P.S. - thanks for clearing up the (aesthetic) part wrt having similar tastes. LOL


----------



## Taipan (Feb 12, 2012)

*Big Red/Orange spot.....*



vaporize said:


> The archillies have big orange spot


Direct quote from my diver/supplier:

"Red, I'm afraid you'll be paying a little more for these Achilles Tangs. The Asian market has increased its demand for this fish significantly: _'Please send more black fish with nice long tail and big red spot. Bigger spot. Better. We take all.'_" 

The guy could have hosed me by not filling my order and shipping elsewhere or sending "lesser" quality Achilles. He literally sent Achilles with the biggest Red/Orange spots for us. Not to mention a Show size Hybrid one which he could have fetched an obscene amount of $ for in Asia. I give him full credit for looking after me. 

Quid pro quo down the road.....lol......


----------



## fesso clown (Nov 15, 2011)

Thanks Red, 1 is totally fine...and actually preferable, it was this picture that caused a twitch impulse deep within me that stated "must get 2 of these..."


----------



## fury165 (Aug 21, 2010)

Yes Jeff that is the pic that made me fall in love with these fish. I got one last fall (the only one) but he did not make it out of QT. There is little info on the care of these fish and they seem to be somewhat a rarity in the hobby since no one bothers to collect them. 

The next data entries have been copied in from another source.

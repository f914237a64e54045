use dioxus::prelude::*;
use gm_api::chains;

use crate::hooks::{use_wallet, WalletAction};

/// Chain picker. Hidden until a wallet is connected.
#[component]
pub fn NetworkSelector() -> Element {
    let (wallet, actions) = use_wallet();
    let wallet_read = wallet.read();
    if !wallet_read.connected {
        return rsx! {};
    }

    let current = wallet_read.chain_id;
    let busy = wallet_read.loading;
    let unsupported = !wallet_read.on_supported_chain();

    rsx! {
        div { class: "flex items-center space-x-1",
            if unsupported {
                span { class: "text-xs text-red-400 mr-2", "Unsupported network" }
            }
            for chain in chains::enabled() {
                {
                    let id = chain.chain_id();
                    let active = current == Some(id);
                    let class = if active {
                        "chip chip-active"
                    } else {
                        "chip hover:text-gold"
                    };
                    rsx! {
                        button {
                            key: "{id}",
                            class: "{class}",
                            title: "{chain.name}",
                            disabled: busy || active,
                            onclick: move |_| actions.send(WalletAction::SwitchNetwork(id)),
                            img { class: "w-5 h-5", src: "{chain.logo}", alt: "{chain.name}" }
                        }
                    }
                }
            }
        }
    }
}
//! Static registry of the chains the check-in contract is deployed on.

use num_enum::{IntoPrimitive, TryFromPrimitive};
use serde::Serialize;

/// Chains with a deployed check-in contract.
#[repr(u64)]
#[derive(Clone, Copy, Debug, PartialEq, Eq, Hash, IntoPrimitive, TryFromPrimitive)]
pub enum ChainId {
    Optimism = 10,
    Unichain = 130,
    Soneium = 1868,
    Base = 8453,
    Celo = 42220,
    Ink = 57073,
}

/// The only chain hosting the referral contract.
pub const REFERRAL_CHAIN: ChainId = ChainId::Base;

/// Referral contract on [`REFERRAL_CHAIN`].
pub const REFERRAL_CONTRACT: &str = "0x7f3c8e5a2b1d9f04c6e8a3b5d7f9e1c2a4b6d8e0";

#[derive(Clone, Copy, Debug, PartialEq, Eq, Serialize)]
pub struct NativeCurrency {
    pub name: &'static str,
    pub symbol: &'static str,
    pub decimals: u8,
}

const ETHER: NativeCurrency = NativeCurrency {
    name: "Ether",
    symbol: "ETH",
    decimals: 18,
};

#[derive(Clone, Copy, Debug, PartialEq, Eq)]
pub struct ChainConfig {
    pub id: ChainId,
    pub name: &'static str,
    pub native_currency: NativeCurrency,
    pub rpc_urls: &'static [&'static str],
    pub explorer_urls: &'static [&'static str],
    pub checkin_contract: &'static str,
    pub token_factory: Option<&'static str>,
    pub subgraph_url: &'static str,
    pub logo: &'static str,
    pub is_mainnet: bool,
    pub enabled: bool,
}

impl ChainConfig {
    pub fn chain_id(&self) -> u64 {
        self.id.into()
    }

    pub fn hosts_referrals(&self) -> bool {
        self.id == REFERRAL_CHAIN
    }

    pub fn rpc_url(&self) -> &'static str {
        self.rpc_urls[0]
    }

    pub fn explorer_url(&self) -> &'static str {
        self.explorer_urls[0]
    }

    pub fn explorer_tx_url(&self, tx_hash: &str) -> String {
        format!("{}/tx/{}", self.explorer_url(), tx_hash)
    }

    pub fn explorer_address_url(&self, address: &str) -> String {
        format!("{}/address/{}", self.explorer_url(), address)
    }
}

/// All supported chains, referral chain first.
pub const ALL: &[ChainConfig] = &[
    ChainConfig {
        id: ChainId::Base,
        name: "Base",
        native_currency: ETHER,
        rpc_urls: &["https://mainnet.base.org", "https://base-rpc.publicnode.com"],
        explorer_urls: &["https://basescan.org"],
        checkin_contract: "0x2c4e1b0a8f6d3e5c7a9b1d3f5e7c9a0b2d4f6e81",
        token_factory: Some("0x9a1e3c5b7d9f0a2c4e6b8d0f1a3c5e7b9d1f3a52"),
        subgraph_url: "https://api.studio.thegraph.com/query/106565/gm-base/version/latest",
        logo: "/assets/chains/base.svg",
        is_mainnet: true,
        enabled: true,
    },
    ChainConfig {
        id: ChainId::Optimism,
        name: "OP Mainnet",
        native_currency: ETHER,
        rpc_urls: &["https://mainnet.optimism.io", "https://optimism-rpc.publicnode.com"],
        explorer_urls: &["https://optimistic.etherscan.io"],
        checkin_contract: "0x4b6d8f0a2c4e6a8c0e2b4d6f8a0c2e4b6d8f0a13",
        token_factory: Some("0x1c3e5a7b9d0f2a4c6e8b0d2f4a6c8e0b2d4f6a74"),
        subgraph_url: "https://api.studio.thegraph.com/query/106565/gm-optimism/version/latest",
        logo: "/assets/chains/optimism.svg",
        is_mainnet: true,
        enabled: true,
    },
    ChainConfig {
        id: ChainId::Celo,
        name: "Celo",
        native_currency: NativeCurrency {
            name: "Celo",
            symbol: "CELO",
            decimals: 18,
        },
        rpc_urls: &["https://forno.celo.org"],
        explorer_urls: &["https://celoscan.io"],
        checkin_contract: "0x6d8f0a2c4e6b8d0f2a4c6e8a0b2d4f6a8c0e2b35",
        token_factory: None,
        subgraph_url: "https://api.studio.thegraph.com/query/106565/gm-celo/version/latest",
        logo: "/assets/chains/celo.svg",
        is_mainnet: true,
        enabled: true,
    },
    ChainConfig {
        id: ChainId::Ink,
        name: "Ink",
        native_currency: ETHER,
        rpc_urls: &["https://rpc-gel.inkonchain.com", "https://rpc-qnd.inkonchain.com"],
        explorer_urls: &["https://explorer.inkonchain.com"],
        checkin_contract: "0x8f0a2c4e6b8d0a2c4e6f8b0d2a4c6e8f0b2d4a96",
        token_factory: None,
        subgraph_url: "https://api.studio.thegraph.com/query/106565/gm-ink/version/latest",
        logo: "/assets/chains/ink.svg",
        is_mainnet: true,
        enabled: true,
    },
    ChainConfig {
        id: ChainId::Soneium,
        name: "Soneium",
        native_currency: ETHER,
        rpc_urls: &["https://rpc.soneium.org"],
        explorer_urls: &["https://soneium.blockscout.com"],
        checkin_contract: "0xa0c2e4b6d8f0a2c4e6b8d0f2a4c6e8b0d2f4a6c7",
        token_factory: None,
        subgraph_url: "https://api.studio.thegraph.com/query/106565/gm-soneium/version/latest",
        logo: "/assets/chains/soneium.svg",
        is_mainnet: true,
        enabled: true,
    },
    ChainConfig {
        id: ChainId::Unichain,
        name: "Unichain",
        native_currency: ETHER,
        rpc_urls: &["https://mainnet.unichain.org"],
        explorer_urls: &["https://uniscan.xyz"],
        checkin_contract: "0xc2e4a6b8d0f2c4e6a8b0d2f4c6e8a0b2d4f6c8e9",
        token_factory: None,
        subgraph_url: "https://api.studio.thegraph.com/query/106565/gm-unichain/version/latest",
        logo: "/assets/chains/unichain.svg",
        is_mainnet: true,
        enabled: true,
    },
];

pub fn find(chain_id: u64) -> Option<&'static ChainConfig> {
    let id = ChainId::try_from(chain_id).ok()?;
    ALL.iter().find(|c| c.id == id)
}

pub fn enabled() -> impl Iterator<Item = &'static ChainConfig> {
    ALL.iter().filter(|c| c.enabled)
}

pub fn is_supported(chain_id: u64) -> bool {
    find(chain_id).is_some_and(|c| c.enabled)
}

pub fn is_referral_chain(chain_id: u64) -> bool {
    chain_id == u64::from(REFERRAL_CHAIN)
}

pub fn referral_chain() -> &'static ChainConfig {
    ALL.iter()
        .find(|c| c.id == REFERRAL_CHAIN)
        .unwrap_or(&ALL[0])
}

/// Payload for `wallet_addEthereumChain` (EIP-3085).
#[derive(Clone, Debug, PartialEq, Eq, Serialize)]
#[serde(rename_all = "camelCase")]
pub struct AddChainParams {
    pub chain_id: String,
    pub chain_name: String,
    pub native_currency: NativeCurrency,
    pub rpc_urls: Vec<String>,
    pub block_explorer_urls: Vec<String>,
}

impl From<&ChainConfig> for AddChainParams {
    fn from(chain: &ChainConfig) -> Self {
        Self {
            chain_id: format!("{:#x}", chain.chain_id()),
            chain_name: chain.name.to_string(),
            native_currency: chain.native_currency,
            rpc_urls: chain.rpc_urls.iter().map(|u| u.to_string()).collect(),
            block_explorer_urls: chain.explorer_urls.iter().map(|u| u.to_string()).collect(),
        }
    }
}

#[cfg(test)]
mod tests {
    use super::*;
    use crate::address::Address;

    #[test]
    fn lookup_by_id() {
        assert_eq!(find(8453).map(|c| c.name), Some("Base"));
        assert_eq!(find(42220).map(|c| c.native_currency.symbol), Some("CELO"));
        assert!(find(1).is_none());
        assert!(find(0).is_none());
    }

    #[test]
    fn registry_is_well_formed() {
        let mut ids: Vec<u64> = ALL.iter().map(|c| c.chain_id()).collect();
        ids.sort_unstable();
        ids.dedup();
        assert_eq!(ids.len(), ALL.len());
        for chain in ALL {
            assert!(!chain.rpc_urls.is_empty(), "{} has no rpc", chain.name);
            assert!(!chain.explorer_urls.is_empty(), "{} has no explorer", chain.name);
            assert!(chain.checkin_contract.parse::<Address>().is_ok(), "{}", chain.name);
            if let Some(factory) = chain.token_factory {
                assert!(factory.parse::<Address>().is_ok(), "{}", chain.name);
            }
        }
        assert!(REFERRAL_CONTRACT.parse::<Address>().is_ok());
    }

    #[test]
    fn only_base_hosts_referrals() {
        assert!(is_referral_chain(8453));
        assert!(!is_referral_chain(10));
        assert_eq!(referral_chain().id, ChainId::Base);
        assert_eq!(ALL.iter().filter(|c| c.hosts_referrals()).count(), 1);
    }

    #[test]
    fn add_chain_params_shape() {
        let params = AddChainParams::from(find(57073).unwrap());
        let json = serde_json::to_value(&params).unwrap();
        assert_eq!(json["chainId"], "0xdef1");
        assert_eq!(json["chainName"], "Ink");
        assert_eq!(json["nativeCurrency"]["symbol"], "ETH");
        assert_eq!(json["rpcUrls"][0], "https://rpc-gel.inkonchain.com");
        assert_eq!(json["blockExplorerUrls"][0], "https://explorer.inkonchain.com");
    }

    #[test]
    fn explorer_links() {
        let base = find(8453).unwrap();
        assert_eq!(base.explorer_tx_url("0xabc"), "https://basescan.org/tx/0xabc");
    }
}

At least for a brief period I had two rarities in my posession...the Tinkeri made it and I'm beginning to think that I may end up with a Hawaiian species dominated tank by the time Red clears me off his *lists*


----------



## fesso clown (Nov 15, 2011)

That's the problem with Blennies though eh... there are sooooo many characters and I want them all, it's really too bad that you can't really have more than one kind. That said I would think that if you had 2 Blennies of different body shape and swimming behaviour I think you could get away with it... ie: a Midas Blenny (swimmer) with a Starry (percher) or the like...

I can't seem to find much info on the Scarface either... today is my first encounter...


----------



## Taipan (Feb 12, 2012)

*Additional Pictures.....*





Taken as it was being *hand fed*. It was literally allowing me to *pet* it!


----------



## Cimmel1 (Nov 17, 2009)

Man that golden back is sweet!


----------



## Syed (Oct 20, 2010)

Wish I had a tank big enough for a golden back triggerfish. Such an awesome fish.


----------